RECORD BOY

Black Ritual Metal!!



・VON - Satanic Blood CD ¥2600 (Von)



NWN!による2009年再発盤が世界中で話題となったおかげで、長年鳴りを潜めていたオリジナル・ベーシストのVenien氏もまた、2009年頃から活動を再開。復活後のVONは、これまでにEPやデモなどをリリースしてきて、当店でも少しだけ入ったEPなどは即売り切れてたので、本家のようで事情を知る人には本家と言い切ることもできない存在ではありますが、Venien氏のVONも、やはり注目せずにはいられない人が多いと思います。



初期VONの本質を理解する人達を中心に、シーン全体でも、VONからSIXXの流れを継承しているのはVON GOAT、という認識が一般的です。
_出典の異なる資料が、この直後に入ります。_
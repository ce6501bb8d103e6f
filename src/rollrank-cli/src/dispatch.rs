//! Command dispatch functions
//!
//! Resolves flags against the loaded config before calling handlers.

use anyhow::Result;
use rollrank::MappingPolicy;
use std::path::PathBuf;

use crate::cli::QueryCommand;
use crate::commands;
use crate::commands::generate::GenerateOptions;
use crate::config::Config;

/// Dispatch the full pipeline
pub fn dispatch_generate(
    config: &Config,
    no_fetch: bool,
    input: Option<PathBuf>,
    mapping_output: Option<PathBuf>,
    reduced_output: Option<PathBuf>,
    policy: Option<MappingPolicy>,
) -> Result<()> {
    let options = GenerateOptions {
        input: input.unwrap_or_else(|| config.input()),
        mapping_output: mapping_output.unwrap_or_else(|| config.mapping_output()),
        reduced_output: reduced_output.unwrap_or_else(|| config.reduced_output()),
        policy: policy.unwrap_or_else(|| config.policy()),
        fetch_command: (!no_fetch).then(|| config.fetch_command()),
    };

    commands::generate::generate(&options)?;
    Ok(())
}

/// Dispatch a query, defaulting to the configured generator outputs
pub fn dispatch_query(
    config: &Config,
    stats: Option<PathBuf>,
    mapping: Option<PathBuf>,
    command: QueryCommand,
) -> Result<()> {
    let stats = stats.unwrap_or_else(|| config.reduced_output());
    let mapping = mapping.or_else(|| {
        let path = config.mapping_output();
        path.exists().then_some(path)
    });

    let engine = commands::query::load_engine(&stats, mapping.as_deref())?;
    commands::query::handle(&engine, command)
}
//! Command handlers for rollrank CLI
//!
//! Each subcommand has its own module with handler functions.

pub mod configure;
pub mod generate;
pub mod query;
Vanien氏はVONのオリジナル・ベーシストですが後期は脱退して、SIXXにも関与していなかったから、その解釈に異論を唱える人はたぶんいないでしょう。2012年に遂に発表したこの1stアルバムは、タイトルからもうかがえる通り、Satanic Blood 1stデモの曲の再録も多く収録した、Satanic Bloodデモの完成型と捉えるべき作風です。2010年代のブラックメタルの感触で、初期の恐ろしくプリミティブなトテトテ・ブラックをやってるような感じなので、別に断固認めない!と思わされるようなトンチンカンさなどは無くて、思っていたよりもけっこう楽しめます。まぁ、良く知ってる曲がたくさんあるから、ってのもあると思いますが。そして何と言っても、Venien氏の、あの病的なアートワークが素晴らしい!!LPサイズのブックレット付きのため、メール便発送には対応できません。ダウンロード・アルバムよりも2曲多いCDバージョンです。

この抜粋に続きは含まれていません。